Input data:
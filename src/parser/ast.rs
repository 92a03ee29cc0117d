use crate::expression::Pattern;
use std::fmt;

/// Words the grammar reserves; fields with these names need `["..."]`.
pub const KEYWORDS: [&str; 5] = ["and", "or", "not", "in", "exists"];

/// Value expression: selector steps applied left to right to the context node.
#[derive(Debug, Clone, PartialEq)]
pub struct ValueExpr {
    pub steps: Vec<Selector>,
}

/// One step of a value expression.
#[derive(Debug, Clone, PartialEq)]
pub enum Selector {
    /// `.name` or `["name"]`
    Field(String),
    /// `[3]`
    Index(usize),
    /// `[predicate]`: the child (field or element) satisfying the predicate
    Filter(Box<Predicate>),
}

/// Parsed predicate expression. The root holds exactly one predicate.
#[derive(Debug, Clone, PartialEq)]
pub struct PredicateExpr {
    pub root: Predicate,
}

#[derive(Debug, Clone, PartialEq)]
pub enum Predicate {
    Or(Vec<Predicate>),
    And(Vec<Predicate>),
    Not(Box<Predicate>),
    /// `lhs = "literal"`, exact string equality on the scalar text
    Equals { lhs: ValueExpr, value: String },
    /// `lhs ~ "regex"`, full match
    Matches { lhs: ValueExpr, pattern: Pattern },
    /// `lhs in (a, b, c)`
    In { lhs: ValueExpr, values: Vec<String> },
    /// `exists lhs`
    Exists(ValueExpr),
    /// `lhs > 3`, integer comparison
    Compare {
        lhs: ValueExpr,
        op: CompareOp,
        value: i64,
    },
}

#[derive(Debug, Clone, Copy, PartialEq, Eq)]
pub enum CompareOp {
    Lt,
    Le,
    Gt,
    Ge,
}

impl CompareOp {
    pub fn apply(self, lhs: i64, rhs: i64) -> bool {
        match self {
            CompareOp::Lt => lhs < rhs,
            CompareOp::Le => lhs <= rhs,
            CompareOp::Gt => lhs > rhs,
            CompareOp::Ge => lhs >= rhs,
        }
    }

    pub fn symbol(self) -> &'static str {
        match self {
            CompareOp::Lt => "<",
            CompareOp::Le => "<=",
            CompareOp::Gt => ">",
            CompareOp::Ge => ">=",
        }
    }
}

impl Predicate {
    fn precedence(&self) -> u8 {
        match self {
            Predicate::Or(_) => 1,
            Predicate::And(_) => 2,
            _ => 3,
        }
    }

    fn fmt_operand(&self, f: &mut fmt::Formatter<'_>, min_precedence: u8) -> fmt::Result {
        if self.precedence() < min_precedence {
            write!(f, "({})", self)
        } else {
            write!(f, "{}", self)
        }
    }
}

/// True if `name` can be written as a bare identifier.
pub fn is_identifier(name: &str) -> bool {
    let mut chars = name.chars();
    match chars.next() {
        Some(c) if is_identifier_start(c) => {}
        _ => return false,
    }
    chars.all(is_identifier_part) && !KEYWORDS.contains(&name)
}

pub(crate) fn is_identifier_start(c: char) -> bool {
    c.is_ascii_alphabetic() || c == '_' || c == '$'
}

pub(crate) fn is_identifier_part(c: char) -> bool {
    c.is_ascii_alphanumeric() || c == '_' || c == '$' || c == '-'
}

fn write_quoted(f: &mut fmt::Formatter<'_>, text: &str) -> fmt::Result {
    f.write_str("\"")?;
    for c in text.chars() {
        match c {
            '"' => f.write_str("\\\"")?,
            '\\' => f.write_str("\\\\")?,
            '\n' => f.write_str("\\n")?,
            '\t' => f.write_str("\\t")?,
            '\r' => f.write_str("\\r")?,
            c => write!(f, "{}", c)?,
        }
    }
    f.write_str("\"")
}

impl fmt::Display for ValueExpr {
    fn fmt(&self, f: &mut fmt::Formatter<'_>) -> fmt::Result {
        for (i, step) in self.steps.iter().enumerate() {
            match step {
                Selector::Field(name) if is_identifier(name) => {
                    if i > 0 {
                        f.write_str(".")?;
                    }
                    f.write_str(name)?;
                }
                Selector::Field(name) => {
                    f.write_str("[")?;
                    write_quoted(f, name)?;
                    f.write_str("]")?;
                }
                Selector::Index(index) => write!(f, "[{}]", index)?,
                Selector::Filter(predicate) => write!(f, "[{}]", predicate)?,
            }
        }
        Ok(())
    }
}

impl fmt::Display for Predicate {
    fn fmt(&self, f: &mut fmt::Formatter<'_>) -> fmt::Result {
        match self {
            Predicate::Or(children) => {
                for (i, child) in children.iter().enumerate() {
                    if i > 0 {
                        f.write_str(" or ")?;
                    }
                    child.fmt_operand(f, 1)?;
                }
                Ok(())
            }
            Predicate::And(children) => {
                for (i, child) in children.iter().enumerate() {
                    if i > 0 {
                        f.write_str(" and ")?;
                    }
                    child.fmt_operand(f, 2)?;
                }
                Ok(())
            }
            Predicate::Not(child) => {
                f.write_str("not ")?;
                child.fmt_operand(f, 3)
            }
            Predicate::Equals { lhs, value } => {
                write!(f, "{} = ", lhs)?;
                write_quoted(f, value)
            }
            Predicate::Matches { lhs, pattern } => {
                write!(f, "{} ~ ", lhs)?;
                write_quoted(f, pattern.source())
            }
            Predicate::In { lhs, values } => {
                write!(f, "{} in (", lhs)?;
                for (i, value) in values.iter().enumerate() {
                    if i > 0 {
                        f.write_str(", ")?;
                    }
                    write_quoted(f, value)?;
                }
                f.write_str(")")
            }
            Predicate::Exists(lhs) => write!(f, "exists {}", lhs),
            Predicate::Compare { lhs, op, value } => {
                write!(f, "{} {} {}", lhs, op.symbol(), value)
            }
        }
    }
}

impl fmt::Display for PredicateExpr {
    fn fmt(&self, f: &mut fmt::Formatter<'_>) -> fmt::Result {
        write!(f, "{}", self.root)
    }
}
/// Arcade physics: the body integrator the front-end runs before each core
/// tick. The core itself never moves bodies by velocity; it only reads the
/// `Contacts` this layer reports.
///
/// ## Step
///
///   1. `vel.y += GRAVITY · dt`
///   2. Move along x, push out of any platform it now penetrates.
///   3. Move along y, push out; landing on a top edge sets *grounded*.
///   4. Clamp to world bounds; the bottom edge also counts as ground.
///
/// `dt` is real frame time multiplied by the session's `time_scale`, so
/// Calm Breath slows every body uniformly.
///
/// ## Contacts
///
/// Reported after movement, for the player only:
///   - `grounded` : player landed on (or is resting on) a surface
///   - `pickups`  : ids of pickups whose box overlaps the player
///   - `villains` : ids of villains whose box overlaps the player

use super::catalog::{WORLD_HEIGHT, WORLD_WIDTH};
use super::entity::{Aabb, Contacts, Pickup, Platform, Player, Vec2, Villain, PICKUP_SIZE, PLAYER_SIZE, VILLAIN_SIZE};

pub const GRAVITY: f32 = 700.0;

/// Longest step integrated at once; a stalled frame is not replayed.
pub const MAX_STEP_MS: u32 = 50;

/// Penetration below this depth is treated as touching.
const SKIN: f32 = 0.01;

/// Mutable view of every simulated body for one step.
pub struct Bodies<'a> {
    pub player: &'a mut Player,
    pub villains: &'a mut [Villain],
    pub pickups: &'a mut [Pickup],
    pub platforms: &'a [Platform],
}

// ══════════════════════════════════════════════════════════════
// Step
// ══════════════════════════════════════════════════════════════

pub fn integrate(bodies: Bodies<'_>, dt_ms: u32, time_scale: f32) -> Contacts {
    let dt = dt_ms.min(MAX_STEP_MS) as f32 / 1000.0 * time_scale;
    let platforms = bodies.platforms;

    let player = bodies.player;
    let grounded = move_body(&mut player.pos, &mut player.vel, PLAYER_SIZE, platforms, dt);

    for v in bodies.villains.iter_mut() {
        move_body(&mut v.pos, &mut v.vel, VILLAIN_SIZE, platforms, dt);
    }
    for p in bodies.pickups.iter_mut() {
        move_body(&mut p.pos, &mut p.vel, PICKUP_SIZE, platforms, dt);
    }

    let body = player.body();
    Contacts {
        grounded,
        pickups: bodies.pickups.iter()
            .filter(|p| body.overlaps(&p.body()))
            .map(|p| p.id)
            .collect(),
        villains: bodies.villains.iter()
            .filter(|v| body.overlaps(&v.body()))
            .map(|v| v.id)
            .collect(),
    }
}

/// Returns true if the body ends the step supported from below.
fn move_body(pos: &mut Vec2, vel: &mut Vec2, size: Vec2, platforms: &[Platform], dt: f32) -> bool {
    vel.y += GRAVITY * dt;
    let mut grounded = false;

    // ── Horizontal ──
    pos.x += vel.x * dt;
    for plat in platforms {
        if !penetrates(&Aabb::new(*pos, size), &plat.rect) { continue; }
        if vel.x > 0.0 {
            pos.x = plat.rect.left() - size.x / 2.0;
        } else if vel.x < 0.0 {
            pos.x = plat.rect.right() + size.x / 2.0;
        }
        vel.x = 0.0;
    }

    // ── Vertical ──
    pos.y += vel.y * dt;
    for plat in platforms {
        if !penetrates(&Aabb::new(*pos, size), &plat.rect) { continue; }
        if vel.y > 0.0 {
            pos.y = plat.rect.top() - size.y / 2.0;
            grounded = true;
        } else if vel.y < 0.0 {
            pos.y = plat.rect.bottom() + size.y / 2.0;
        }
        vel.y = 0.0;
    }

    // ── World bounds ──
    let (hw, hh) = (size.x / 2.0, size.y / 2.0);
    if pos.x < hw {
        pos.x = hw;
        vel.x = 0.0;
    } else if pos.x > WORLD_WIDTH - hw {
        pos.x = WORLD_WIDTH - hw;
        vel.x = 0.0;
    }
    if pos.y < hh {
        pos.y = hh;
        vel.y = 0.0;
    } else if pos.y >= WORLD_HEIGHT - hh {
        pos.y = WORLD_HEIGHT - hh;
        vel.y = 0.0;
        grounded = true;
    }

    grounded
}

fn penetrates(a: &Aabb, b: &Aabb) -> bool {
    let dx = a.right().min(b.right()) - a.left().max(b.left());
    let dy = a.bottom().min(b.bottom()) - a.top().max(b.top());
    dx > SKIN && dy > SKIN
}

Problem description: Retype the records above, but only those lines that fall between the line containing "write_quoted(f, pattern.source())" and the line containing "edge sets *grounded*.", with both of those lines included, exactly as written.

Solution below:
                write_quoted(f, pattern.source())
            }
            Predicate::In { lhs, values } => {
                write!(f, "{} in (", lhs)?;
                for (i, value) in values.iter().enumerate() {
                    if i > 0 {
                        f.write_str(", ")?;
                    }
                    write_quoted(f, value)?;
                }
                f.write_str(")")
            }
            Predicate::Exists(lhs) => write!(f, "exists {}", lhs),
            Predicate::Compare { lhs, op, value } => {
                write!(f, "{} {} {}", lhs, op.symbol(), value)
            }
        }
    }
}

impl fmt::Display for PredicateExpr {
    fn fmt(&self, f: &mut fmt::Formatter<'_>) -> fmt::Result {
        write!(f, "{}", self.root)
    }
}
/// Arcade physics: the body integrator the front-end runs before each core
/// tick. The core itself never moves bodies by velocity; it only reads the
/// `Contacts` this layer reports.
///
/// ## Step
///
///   1. `vel.y += GRAVITY · dt`
///   2. Move along x, push out of any platform it now penetrates.
///   3. Move along y, push out; landing on a top edge sets *grounded*.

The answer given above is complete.